- _ENTRIES SHOWN_

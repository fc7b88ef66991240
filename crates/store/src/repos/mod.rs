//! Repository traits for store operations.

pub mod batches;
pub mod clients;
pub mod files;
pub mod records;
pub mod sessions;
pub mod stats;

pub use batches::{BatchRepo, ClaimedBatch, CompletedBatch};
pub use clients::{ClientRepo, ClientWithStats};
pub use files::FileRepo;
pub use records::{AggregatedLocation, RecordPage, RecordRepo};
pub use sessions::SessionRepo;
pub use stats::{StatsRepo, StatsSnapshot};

- _TASK BRIEF_
The whole of the material should be restated word for word.

- _RESPONSE_
repository fc7b88ef66991240
filename crates/store/src/repos/mod.rs
//! Repository traits for store operations.

pub mod batches;
pub mod clients;
pub mod files;
pub mod records;
pub mod sessions;
pub mod stats;

pub use batches::{BatchRepo, ClaimedBatch, CompletedBatch};
pub use clients::{ClientRepo, ClientWithStats};
pub use files::FileRepo;
pub use records::{AggregatedLocation, RecordPage, RecordRepo};
pub use sessions::SessionRepo;
pub use stats::{StatsRepo, StatsSnapshot};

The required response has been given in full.